Visões Mórmons Sobre a Riqueza, Bem-Estar e Economia
David Neeleman lançou a JetBlue em fevereiro de 1999 tendo a experiência missionária mórmon no Brasil ainda viva em sua mente.
Tendo visto a extrema pobreza e a rígida distinção de classe daquele país, Neeleman construiu seu modelo de negócios. Seus aviões não possuem uma primeira classe. Seus executivos não possuem estacionamentos reservados ou refeitório exclusivo. Nenhuma seção de primeira classe nos seus aviões. E uma forte ética de gerentes e funcionários que trabalham lado a lado.
“Eu abomino as pessoas que pensam que são melhores que as outras porque têm mais dinheiro”, diz ele em entrevista por telefone de sua casa em Connecticut. “Isso é desprezível”.
Neeleman, que agora dirige uma companhia aérea brasileira, a Azul, ganhou muita atenção do público por sua abordagem. Mitt Romney, outro Mormon que disputa a indicação do partido Republicano para concorrer à presidência dos Estados Unidos e tentar consertar a economia, coloca em evidencia a visão Mórmon sobre a riqueza e economia.
Uma coisa é clara: Muitos empresários, homens e mulheres Mórmons, acabam como Romney, no topo da escada corporativa, obviamente capazes de competir em uma economia de livre mercado.

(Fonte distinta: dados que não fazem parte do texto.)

//! SQLite-backed persistence for incidents, metrics, policies, approvals
//! and remediation executions.
//!
//! Incidents are stored with a few queryable columns plus the full report as
//! JSON, so the data model can evolve without migrations. Policy definitions
//! are JSON too; malformed rows are skipped on read, never fatal.

use crate::policy::StoredPolicy;
use crate::remediation::executor::PlaybookExecution;
use anyhow::{Context, Result};
use perceptix_common::models::IncidentReport;
use rusqlite::{params, Connection, OptionalExtension};
use serde_json::Value;
use std::collections::HashMap;
use std::path::{Path, PathBuf};
use std::sync::{Arc, Mutex};
use tracing::{info, warn};

/// Stored approval request row.
#[derive(Debug, Clone)]
pub struct ApprovalRecord {
    pub token_id: String,
    pub tenant_id: Option<String>,
    pub incident_id: String,
    pub playbook_name: String,
    pub status: String,
    pub requested_at: String,
    pub expires_at: String,
    pub requested_by: String,
    pub approved_by: Option<String>,
    pub comment: Option<String>,
    pub context: HashMap<String, String>,
    pub details: Value,
}

pub struct Historian {
    conn: Arc<Mutex<Connection>>,
    db_path: PathBuf,
}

Estudiosos apontam como responsável a educação Mórmon, recebida por esses titãs da indústria, o principal catalisador de suas conquistas, citando o treinamento precoce recebido pelos SUD para falar em público, as experiências missionarias internacionais, o conhecimento de uma segunda língua e a capacidade de trabalhar bem dentro de um rigoroso sistema. Além disso, os Mórmons fiéis contam com uma reputação de honestidade e vida ilibada – onde é proibido fumar, beber ou levar uma vida desenfreada.
Porém poucos, fora da fé Mórmon, reconhecem a vertente de Neeleman do pensamento econômico Mórmon, incluindo as noções de gestão, cooperação e compartilhamento.

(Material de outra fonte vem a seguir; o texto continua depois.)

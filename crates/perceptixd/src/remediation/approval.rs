//! Approval gate for high-risk remediation actions.
//!
//! Tokens start PENDING and leave that state at most once, to APPROVED,
//! REJECTED, or EXPIRED. Expiry is lazy: it is applied on the next status
//! check or mutation after the deadline passes, so an approve() racing an
//! expired deadline loses.

use chrono::{DateTime, Duration, Utc};
use serde::{Deserialize, Serialize};
use serde_json::Value;
use std::collections::HashMap;
use std::sync::Mutex;
use tracing::{error, info};
use uuid::Uuid;

#[derive(Debug, Clone, Copy, PartialEq, Eq, Serialize, Deserialize)]
#[serde(rename_all = "SCREAMING_SNAKE_CASE")]
pub enum ApprovalStatus {
    Pending,
    Approved,
    Rejected,
    Expired,
}

impl ApprovalStatus {
    pub fn as_str(&self) -> &'static str {
        match self {
            ApprovalStatus::Pending => "PENDING",
            ApprovalStatus::Approved => "APPROVED",
            ApprovalStatus::Rejected => "REJECTED",
            ApprovalStatus::Expired => "EXPIRED",
        }
    }
}

impl std::fmt::Display for ApprovalStatus {
    fn fmt(&self, f: &mut std::fmt::Formatter<'_>) -> std::fmt::Result {
        f.write_str(self.as_str())
    }
}

/// Token representing one approval request.
#[derive(Debug, Clone, Serialize, Deserialize)]
pub struct ApprovalToken {
    pub token_id: String,
    pub action: String,
    pub details: Value,
    pub requested_at: DateTime<Utc>,
    pub expires_at: DateTime<Utc>,
    pub status: ApprovalStatus,
    #[serde(default, skip_serializing_if = "Option::is_none")]
    pub approved_by: Option<String>,
    #[serde(default, skip_serializing_if = "Option::is_none")]
    pub approval_comment: Option<String>,
}

/// Manages the approval workflow for high-risk remediation actions.
pub struct ApprovalGate {
    timeout: Duration,
    tokens: Mutex<HashMap<String, ApprovalToken>>,
}

impl ApprovalGate {
    pub fn new(timeout_minutes: u64) -> Self {
        Self {
            timeout: Duration::minutes(timeout_minutes as i64),
            tokens: Mutex::new(HashMap::new()),
        }
    }

    /// Heuristic risk check: destructive action names, production targets,
    /// and large-scale operations all require a human.
    pub fn requires_approval(action: &str, params: &Value) -> bool {
        const HIGH_RISK_KEYWORDS: [&str; 8] = [
            "delete",
            "drop",
            "truncate",
            "remove",
            "destroy",
            "scale_down",
            "terminate",
            "kill",
        ];

        let action_lower = action.to_lowercase();
        if HIGH_RISK_KEYWORDS.iter().any(|k| action_lower.contains(k)) {
            return true;
        }

        if params
            .get("environment")
            .and_then(Value::as_str)
            .map(|e| e.eq_ignore_ascii_case("production"))
            .unwrap_or(false)
        {
            return true;
        }

        if params.get("count").and_then(Value::as_u64).unwrap_or(0) > 10 {
            return true;
        }

        false
    }

    pub fn request_approval(&self, action: &str, details: Value) -> ApprovalToken {
        let now = Utc::now();
        let token = ApprovalToken {
            token_id: Uuid::new_v4().to_string(),
            action: action.to_string(),
            details,
            requested_at: now,
            expires_at: now + self.timeout,
            status: ApprovalStatus::Pending,
            approved_by: None,
            approval_comment: None,
        };
        info!(
            "Approval requested for {} (token: {})",
            action, token.token_id
        );
        self.tokens
            .lock()
            .unwrap()
            .insert(token.token_id.clone(), token.clone());
        token
    }

    /// Current status; unknown tokens read as EXPIRED.
    pub fn check_approval(&self, token_id: &str) -> ApprovalStatus {
        let mut tokens = self.tokens.lock().unwrap();
        match tokens.get_mut(token_id) {
            None => ApprovalStatus::Expired,
            Some(token) => {
                if token.status == ApprovalStatus::Pending && Utc::now() > token.expires_at {
                    token.status = ApprovalStatus::Expired;
                }
                token.status
            }
        }
    }

    pub fn approve(&self, token_id: &str, approver: &str, comment: Option<&str>) -> bool {
        self.transition(token_id, ApprovalStatus::Approved, approver, comment)
    }

    pub fn reject(&self, token_id: &str, rejector: &str, reason: Option<&str>) -> bool {
        self.transition(token_id, ApprovalStatus::Rejected, rejector, reason)
    }

    fn transition(
        &self,
        token_id: &str,
        target: ApprovalStatus,
        actor: &str,
        comment: Option<&str>,
    ) -> bool {
        let mut tokens = self.tokens.lock().unwrap();
        let token = match tokens.get_mut(token_id) {
            Some(t) => t,
            None => {
                error!("Approval token not found: {}", token_id);
                return false;
            }
        };

        if token.status != ApprovalStatus::Pending {
            error!(
                "Token not pending: {} (status: {})",
                token_id, token.status
            );
            return false;
        }
        if Utc::now() > token.expires_at {
            token.status = ApprovalStatus::Expired;
            error!("Token expired: {}", token_id);
            return false;
        }

        token.status = target;
        token.approved_by = Some(actor.to_string());
        token.approval_comment = comment.map(str::to_string);
        info!(
            "Action {}: {} by {}",
            target.as_str().to_lowercase(),
            token.action,
            actor
        );
        true
    }

    pub fn get(&self, token_id: &str) -> Option<ApprovalToken> {
        self.tokens.lock().unwrap().get(token_id).cloned()
    }

    /// All tokens still pending, expiring stale ones on the way.
    pub fn pending(&self) -> Vec<ApprovalToken> {
        let mut tokens = self.tokens.lock().unwrap();
        let now = Utc::now();
        tokens
            .values_mut()
            .filter_map(|token| {
                if token.status == ApprovalStatus::Pending && now > token.expires_at {
                    token.status = ApprovalStatus::Expired;
                }
                (token.status == ApprovalStatus::Pending).then(|| token.clone())
            })
            .collect()
    }

    /// Drop tokens that have expired, applying lazy expiry to stale PENDING
    /// ones first. Returns how many were removed.
    pub fn cleanup_expired(&self) -> usize {
        let mut tokens = self.tokens.lock().unwrap();
        let now = Utc::now();
        let before = tokens.len();
        tokens.retain(|_, token| {
            if token.status == ApprovalStatus::Pending && now > token.expires_at {
                token.status = ApprovalStatus::Expired;
            }
            token.status != ApprovalStatus::Expired
        });
        before - tokens.len()
    }

    /// Poll until the token leaves PENDING or `max_wait` elapses. Returns the
    /// final observed status.
    pub async fn wait_for_approval(
        &self,
        token_id: &str,
        max_wait: std::time::Duration,
    ) -> ApprovalStatus {
        let poll = std::time::Duration::from_millis(250);
        let deadline = std::time::Instant::now() + max_wait;
        loop {
            let status = self.check_approval(token_id);
            if status != ApprovalStatus::Pending || std::time::Instant::now() >= deadline {
                return status;
            }
            tokio::time::sleep(poll).await;
        }
    }
}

Você não pode ler o Livro de Mórmon, a escritura Mórmon por excelência, “sem fazer ponderações a respeito da igualdade social” diz Kim Smith, que trabalhou na Goldman Sachs em Nova York e agora leciona na Universidade de Brigham Young.
O Livro, diz ele, “deixa claro e de modo inequívoco a nossa responsabilidade para com os pobres”.
O grande experimento » Desde o início, Joseph Smith, o fundador da Igreja Mórmon sabia de sua responsabilidade em cuidar de seu rebanho em expansão na maior parte composta por agricultores pobres e humildes religiosos. Ondas de imigrantes convertidos vieram da Costa Leste Americana e da Europa para formar o que eles esperavam que fosse uma nova sociedade de Sião.
Mais de um quarto das revelações divinas recebidas por Smith que se encontram hoje no livro de Doutrina e Convênios são relacionados à economia, diz Warner Woodworth, professor da BYU de comportamento organizacional.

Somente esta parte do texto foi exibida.